[What needs to be done]: Look through the listing below, and wherever a line has the string "CameraStateObserver", pull it out.

··· Material for the task ···

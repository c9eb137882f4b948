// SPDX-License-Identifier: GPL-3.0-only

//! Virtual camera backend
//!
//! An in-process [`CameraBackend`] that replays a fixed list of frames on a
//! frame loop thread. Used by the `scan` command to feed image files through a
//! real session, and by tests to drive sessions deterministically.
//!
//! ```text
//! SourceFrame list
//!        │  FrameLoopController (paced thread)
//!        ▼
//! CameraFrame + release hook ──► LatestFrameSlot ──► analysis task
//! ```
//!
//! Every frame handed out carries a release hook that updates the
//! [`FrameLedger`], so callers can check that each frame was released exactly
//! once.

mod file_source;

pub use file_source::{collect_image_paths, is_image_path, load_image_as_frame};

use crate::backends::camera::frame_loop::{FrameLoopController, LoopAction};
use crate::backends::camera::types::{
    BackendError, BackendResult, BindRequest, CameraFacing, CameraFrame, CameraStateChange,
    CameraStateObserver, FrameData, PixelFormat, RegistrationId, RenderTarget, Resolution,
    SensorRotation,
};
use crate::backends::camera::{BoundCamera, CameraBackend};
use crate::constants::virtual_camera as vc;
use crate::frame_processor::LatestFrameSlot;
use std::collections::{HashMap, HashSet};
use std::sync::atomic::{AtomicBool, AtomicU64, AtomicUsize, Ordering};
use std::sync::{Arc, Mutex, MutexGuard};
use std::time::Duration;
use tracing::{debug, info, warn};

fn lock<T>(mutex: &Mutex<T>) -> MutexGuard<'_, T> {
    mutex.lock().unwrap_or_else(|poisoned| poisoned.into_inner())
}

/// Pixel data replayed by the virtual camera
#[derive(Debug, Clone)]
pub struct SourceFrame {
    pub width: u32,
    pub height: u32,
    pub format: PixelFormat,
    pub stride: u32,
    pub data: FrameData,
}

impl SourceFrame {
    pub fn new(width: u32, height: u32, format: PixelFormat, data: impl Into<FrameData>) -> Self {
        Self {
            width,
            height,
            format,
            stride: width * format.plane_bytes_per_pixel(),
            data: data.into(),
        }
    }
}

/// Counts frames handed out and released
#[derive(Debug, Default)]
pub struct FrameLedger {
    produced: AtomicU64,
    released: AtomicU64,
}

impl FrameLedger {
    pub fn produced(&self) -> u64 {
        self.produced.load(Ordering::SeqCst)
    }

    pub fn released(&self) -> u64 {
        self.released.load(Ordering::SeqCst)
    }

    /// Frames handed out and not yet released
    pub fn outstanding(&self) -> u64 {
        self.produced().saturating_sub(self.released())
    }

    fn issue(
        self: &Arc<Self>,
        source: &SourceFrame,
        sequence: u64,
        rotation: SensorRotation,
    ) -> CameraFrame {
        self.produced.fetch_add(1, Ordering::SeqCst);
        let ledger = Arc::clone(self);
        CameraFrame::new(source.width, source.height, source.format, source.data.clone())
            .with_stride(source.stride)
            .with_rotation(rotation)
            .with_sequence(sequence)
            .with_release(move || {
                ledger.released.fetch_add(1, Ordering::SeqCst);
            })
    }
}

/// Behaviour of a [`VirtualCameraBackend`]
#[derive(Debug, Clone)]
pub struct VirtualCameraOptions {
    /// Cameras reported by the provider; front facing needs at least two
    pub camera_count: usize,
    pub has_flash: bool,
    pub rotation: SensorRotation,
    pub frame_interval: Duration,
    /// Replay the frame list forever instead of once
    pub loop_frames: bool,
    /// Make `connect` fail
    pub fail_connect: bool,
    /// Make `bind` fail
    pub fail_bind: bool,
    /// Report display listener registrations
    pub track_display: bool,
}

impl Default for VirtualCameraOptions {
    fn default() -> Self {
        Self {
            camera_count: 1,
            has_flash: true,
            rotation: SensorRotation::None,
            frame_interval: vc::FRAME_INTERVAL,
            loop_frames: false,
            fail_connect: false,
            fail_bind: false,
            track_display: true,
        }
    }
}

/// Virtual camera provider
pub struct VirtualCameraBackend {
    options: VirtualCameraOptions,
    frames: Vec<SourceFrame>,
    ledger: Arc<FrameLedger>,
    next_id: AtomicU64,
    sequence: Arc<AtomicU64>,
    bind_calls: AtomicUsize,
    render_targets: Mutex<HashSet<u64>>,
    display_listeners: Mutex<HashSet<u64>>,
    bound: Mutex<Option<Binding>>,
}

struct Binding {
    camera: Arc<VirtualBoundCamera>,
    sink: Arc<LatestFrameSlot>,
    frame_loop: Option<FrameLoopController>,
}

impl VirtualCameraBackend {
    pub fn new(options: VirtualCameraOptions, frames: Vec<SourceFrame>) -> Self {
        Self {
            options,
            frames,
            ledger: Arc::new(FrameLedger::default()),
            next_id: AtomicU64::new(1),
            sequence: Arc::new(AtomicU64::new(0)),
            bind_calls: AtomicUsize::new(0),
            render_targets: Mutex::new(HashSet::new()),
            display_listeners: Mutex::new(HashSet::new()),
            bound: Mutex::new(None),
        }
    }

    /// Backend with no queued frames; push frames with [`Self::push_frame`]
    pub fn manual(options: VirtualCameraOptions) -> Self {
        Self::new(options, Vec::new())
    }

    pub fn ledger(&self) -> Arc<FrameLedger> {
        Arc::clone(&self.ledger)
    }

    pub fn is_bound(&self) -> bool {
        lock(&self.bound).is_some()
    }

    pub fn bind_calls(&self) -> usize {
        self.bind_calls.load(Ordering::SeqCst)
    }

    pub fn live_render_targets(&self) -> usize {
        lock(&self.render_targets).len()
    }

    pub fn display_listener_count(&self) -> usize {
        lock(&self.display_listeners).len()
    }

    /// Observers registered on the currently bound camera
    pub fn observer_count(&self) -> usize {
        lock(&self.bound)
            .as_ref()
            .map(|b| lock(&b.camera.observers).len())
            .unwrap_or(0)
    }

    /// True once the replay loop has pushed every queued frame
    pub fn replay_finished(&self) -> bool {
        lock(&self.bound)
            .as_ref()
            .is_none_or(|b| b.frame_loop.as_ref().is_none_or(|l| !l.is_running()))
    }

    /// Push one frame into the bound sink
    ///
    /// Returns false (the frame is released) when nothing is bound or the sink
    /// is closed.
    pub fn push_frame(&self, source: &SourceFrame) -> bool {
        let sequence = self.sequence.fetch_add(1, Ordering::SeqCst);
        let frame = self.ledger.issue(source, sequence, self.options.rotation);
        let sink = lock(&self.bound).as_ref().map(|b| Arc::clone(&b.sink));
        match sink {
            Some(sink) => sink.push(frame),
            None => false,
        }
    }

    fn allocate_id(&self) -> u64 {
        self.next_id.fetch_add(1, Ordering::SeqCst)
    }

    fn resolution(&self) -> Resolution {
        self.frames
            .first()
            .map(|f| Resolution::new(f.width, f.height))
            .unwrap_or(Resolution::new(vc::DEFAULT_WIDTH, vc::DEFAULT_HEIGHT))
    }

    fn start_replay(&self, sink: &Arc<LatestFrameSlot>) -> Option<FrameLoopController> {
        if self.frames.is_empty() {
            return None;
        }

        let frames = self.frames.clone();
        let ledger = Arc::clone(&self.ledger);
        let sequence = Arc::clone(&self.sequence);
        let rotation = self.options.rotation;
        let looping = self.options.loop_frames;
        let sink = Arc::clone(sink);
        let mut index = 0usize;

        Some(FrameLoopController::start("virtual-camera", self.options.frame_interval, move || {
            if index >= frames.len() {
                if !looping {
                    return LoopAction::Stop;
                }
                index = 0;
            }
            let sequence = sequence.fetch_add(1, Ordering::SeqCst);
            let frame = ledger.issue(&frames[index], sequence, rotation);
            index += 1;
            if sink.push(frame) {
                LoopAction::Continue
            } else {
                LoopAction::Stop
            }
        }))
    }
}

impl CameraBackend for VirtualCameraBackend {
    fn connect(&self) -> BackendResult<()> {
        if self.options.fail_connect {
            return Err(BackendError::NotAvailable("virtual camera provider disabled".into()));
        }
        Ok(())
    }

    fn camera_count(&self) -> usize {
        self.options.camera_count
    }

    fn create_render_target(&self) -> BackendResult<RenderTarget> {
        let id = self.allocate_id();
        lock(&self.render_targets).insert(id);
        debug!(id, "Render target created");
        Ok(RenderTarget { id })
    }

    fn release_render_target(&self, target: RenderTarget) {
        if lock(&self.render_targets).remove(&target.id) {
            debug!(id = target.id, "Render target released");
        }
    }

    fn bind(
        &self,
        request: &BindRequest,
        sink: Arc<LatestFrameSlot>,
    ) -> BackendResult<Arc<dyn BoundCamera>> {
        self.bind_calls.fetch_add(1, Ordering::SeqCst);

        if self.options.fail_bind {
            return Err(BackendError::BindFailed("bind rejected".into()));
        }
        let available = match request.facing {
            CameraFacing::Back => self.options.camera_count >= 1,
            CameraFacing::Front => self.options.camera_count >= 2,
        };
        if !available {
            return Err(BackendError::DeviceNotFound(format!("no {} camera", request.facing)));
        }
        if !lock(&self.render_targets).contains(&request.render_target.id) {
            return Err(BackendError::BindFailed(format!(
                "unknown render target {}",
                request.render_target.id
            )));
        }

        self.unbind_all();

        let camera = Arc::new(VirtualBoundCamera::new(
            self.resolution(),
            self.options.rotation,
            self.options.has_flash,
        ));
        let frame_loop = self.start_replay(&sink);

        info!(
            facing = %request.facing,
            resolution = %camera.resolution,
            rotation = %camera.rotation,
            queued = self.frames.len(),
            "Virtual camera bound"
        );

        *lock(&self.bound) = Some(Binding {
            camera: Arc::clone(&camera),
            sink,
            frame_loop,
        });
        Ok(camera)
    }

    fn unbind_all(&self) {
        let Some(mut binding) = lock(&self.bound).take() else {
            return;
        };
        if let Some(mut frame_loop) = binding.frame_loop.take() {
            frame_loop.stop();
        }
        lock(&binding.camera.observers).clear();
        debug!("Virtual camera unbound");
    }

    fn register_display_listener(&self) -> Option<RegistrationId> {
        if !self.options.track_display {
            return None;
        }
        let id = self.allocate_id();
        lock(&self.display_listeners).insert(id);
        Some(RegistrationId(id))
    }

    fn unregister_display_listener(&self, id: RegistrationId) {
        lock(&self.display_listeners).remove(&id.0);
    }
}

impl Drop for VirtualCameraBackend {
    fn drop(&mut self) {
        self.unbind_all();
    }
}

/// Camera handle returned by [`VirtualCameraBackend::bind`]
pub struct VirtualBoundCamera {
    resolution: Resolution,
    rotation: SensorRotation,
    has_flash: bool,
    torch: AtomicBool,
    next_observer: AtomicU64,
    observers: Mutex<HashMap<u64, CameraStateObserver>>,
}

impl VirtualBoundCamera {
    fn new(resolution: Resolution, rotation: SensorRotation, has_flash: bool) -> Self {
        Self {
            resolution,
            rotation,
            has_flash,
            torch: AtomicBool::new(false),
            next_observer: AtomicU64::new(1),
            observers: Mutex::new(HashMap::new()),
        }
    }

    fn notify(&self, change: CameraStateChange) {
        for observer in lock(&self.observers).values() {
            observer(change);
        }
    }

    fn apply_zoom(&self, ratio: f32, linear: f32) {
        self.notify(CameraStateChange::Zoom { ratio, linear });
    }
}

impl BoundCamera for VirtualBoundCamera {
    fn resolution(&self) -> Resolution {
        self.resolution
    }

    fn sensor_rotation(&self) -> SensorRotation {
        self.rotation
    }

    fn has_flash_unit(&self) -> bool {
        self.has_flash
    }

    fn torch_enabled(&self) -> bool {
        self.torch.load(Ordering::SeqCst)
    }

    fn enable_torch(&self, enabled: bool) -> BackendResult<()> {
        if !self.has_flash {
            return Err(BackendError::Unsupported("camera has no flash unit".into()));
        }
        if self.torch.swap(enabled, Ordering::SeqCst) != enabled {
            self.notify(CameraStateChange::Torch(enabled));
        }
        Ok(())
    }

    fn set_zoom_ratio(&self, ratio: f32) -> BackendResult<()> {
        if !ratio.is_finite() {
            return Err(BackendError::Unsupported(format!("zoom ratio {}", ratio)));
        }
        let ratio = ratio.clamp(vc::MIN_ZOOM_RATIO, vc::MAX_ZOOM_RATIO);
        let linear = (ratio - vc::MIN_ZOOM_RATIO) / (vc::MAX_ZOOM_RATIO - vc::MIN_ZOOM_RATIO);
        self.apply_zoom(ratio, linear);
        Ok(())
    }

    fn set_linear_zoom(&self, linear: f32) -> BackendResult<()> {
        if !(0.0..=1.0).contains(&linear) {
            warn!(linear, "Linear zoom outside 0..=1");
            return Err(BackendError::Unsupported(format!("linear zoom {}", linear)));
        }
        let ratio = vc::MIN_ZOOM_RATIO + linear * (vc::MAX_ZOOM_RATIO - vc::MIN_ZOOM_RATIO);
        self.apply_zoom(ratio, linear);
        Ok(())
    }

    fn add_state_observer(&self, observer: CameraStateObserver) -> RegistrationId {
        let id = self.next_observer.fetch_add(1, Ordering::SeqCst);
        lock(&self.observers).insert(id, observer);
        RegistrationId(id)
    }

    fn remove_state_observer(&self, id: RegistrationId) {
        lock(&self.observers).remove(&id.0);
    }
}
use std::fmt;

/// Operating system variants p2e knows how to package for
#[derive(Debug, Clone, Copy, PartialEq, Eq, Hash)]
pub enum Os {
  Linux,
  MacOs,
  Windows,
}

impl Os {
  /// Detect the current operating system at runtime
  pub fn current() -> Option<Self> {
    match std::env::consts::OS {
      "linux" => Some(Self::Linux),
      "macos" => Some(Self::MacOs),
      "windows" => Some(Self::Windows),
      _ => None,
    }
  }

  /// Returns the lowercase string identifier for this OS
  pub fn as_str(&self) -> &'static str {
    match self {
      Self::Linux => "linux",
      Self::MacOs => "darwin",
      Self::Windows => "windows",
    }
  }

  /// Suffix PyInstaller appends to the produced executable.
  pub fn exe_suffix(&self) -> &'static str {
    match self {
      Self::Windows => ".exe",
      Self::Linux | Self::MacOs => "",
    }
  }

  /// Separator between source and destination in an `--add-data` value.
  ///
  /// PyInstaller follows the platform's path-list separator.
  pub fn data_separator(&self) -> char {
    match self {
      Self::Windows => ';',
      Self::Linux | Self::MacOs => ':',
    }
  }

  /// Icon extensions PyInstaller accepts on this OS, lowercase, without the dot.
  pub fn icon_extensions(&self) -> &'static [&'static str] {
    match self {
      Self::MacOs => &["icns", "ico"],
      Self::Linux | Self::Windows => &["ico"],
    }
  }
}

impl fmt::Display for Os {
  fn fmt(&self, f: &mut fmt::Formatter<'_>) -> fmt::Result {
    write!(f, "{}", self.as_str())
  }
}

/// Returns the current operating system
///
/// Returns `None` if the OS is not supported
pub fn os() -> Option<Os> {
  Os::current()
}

···

[Result of the exercise]:
    CameraStateObserver, FrameData, PixelFormat, RegistrationId, RenderTarget, Resolution,
    observers: Mutex<HashMap<u64, CameraStateObserver>>,
    fn add_state_observer(&self, observer: CameraStateObserver) -> RegistrationId {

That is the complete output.